Among my other favorite tactile illustrations are the Big Dipper, with the stars not only linked to show the asterism but also surrounded by the shape of the Big Bear; the phases of the Moon; Jupiter with its Great Red [without color being shown] spot; and the concentration of stars at the center of a globular cluster. The historical pages include not only Copernicus, Kepler, Tycho, Galileo, and Newton, but also Annie Jump Cannon (who herself was deaf, a suitable counterpart for a book on the visually impaired) for her classification of stars.

Among the most modern illustrations (all labelled in Braille, of course) are the Hubble Deep Field of galaxies and NASA’s Curiosity spacecraft that is now roaming around on Mars.

The status of Pluto has been updated to show it as a dwarf planet only “one-fifth the size of Earth,” meaning diameter, and not the 1/500th the mass of Earth that is also true and that led to Pluto’s promotion by the International Astronomical Union in 2006 (I was there and voted) to be one of the first and best of the then new “dwarf planet” category instead of in the traditional “planet” category that recent research showed it didn’t belong.

The new Unified English Braille System, adopted in 2013, is now used throughout, “canceling” (American) or “cancelling” (British) the prior minor differences among Braille systems.

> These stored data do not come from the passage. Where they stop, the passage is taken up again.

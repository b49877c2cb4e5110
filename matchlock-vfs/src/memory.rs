//! In-memory provider: an inode arena plus a handle index, both behind one
//! mutex. Handles are indices into the arena resolved through a monotonic
//! 64-bit map, so stale handles never alias a recycled inode.

use std::collections::{BTreeMap, HashMap};
use std::sync::Mutex;

use matchlock_proto::vfs::{DirEntry, FileStat};

use crate::provider::{
    Provider, SetAttr, VfsError, VfsResult, normalize_path, split_parent, unix_now,
};

/// Index of the root inode in the arena.
const ROOT: usize = 0;

/// Host-RAM filesystem tree with mode and mtime metadata.
#[derive(Debug)]
pub struct MemoryProvider {
    inner: Mutex<MemFs>,
}

#[derive(Debug)]
struct MemFs {
    /// Inode arena. Slot 0 is the root directory; removed inodes keep their
    /// slot (tombstoned via `None`) so open handles stay unambiguous.
    nodes: Vec<Option<MemNode>>,
    /// Open handle table: wire handle → inode index.
    handles: HashMap<u64, usize>,
    next_handle: u64,
}

#[derive(Debug)]
struct MemNode {
    mode: u32,
    mtime: u64,
    kind: NodeKind,
}

#[derive(Debug)]
enum NodeKind {
    File(Vec<u8>),
    Dir(BTreeMap<String, usize>),
}

impl MemNode {
    fn stat(&self) -> FileStat {
        match &self.kind {
            NodeKind::File(data) => FileStat::new(data.len() as u64, self.mode, self.mtime, false),
            NodeKind::Dir(_) => FileStat::new(0, self.mode, self.mtime, true),
        }
    }
}

impl Default for MemoryProvider {
    fn default() -> Self {
        Self::new()
    }
}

I recommend this book for anyone who interacts or who might in the future interact with vision impaired children or adults, as well as for anyone who wants to see and feel the tactile illustrations. Sighted and non-sighted people can read this wonderful book together. You can order it (or contribute) at https://www.nbp.org/ic/nbp/TOUCH.html.

Astronomer and author Jay M. Pasachoff is the director of the Hopkins Observatory and Field Memorial Professor of Astronomy at Williams College. He is a Visitor in the Carnegie Observatories. Williams College is home to the Gamma of Massachusetts Chapter of Phi Beta Kappa.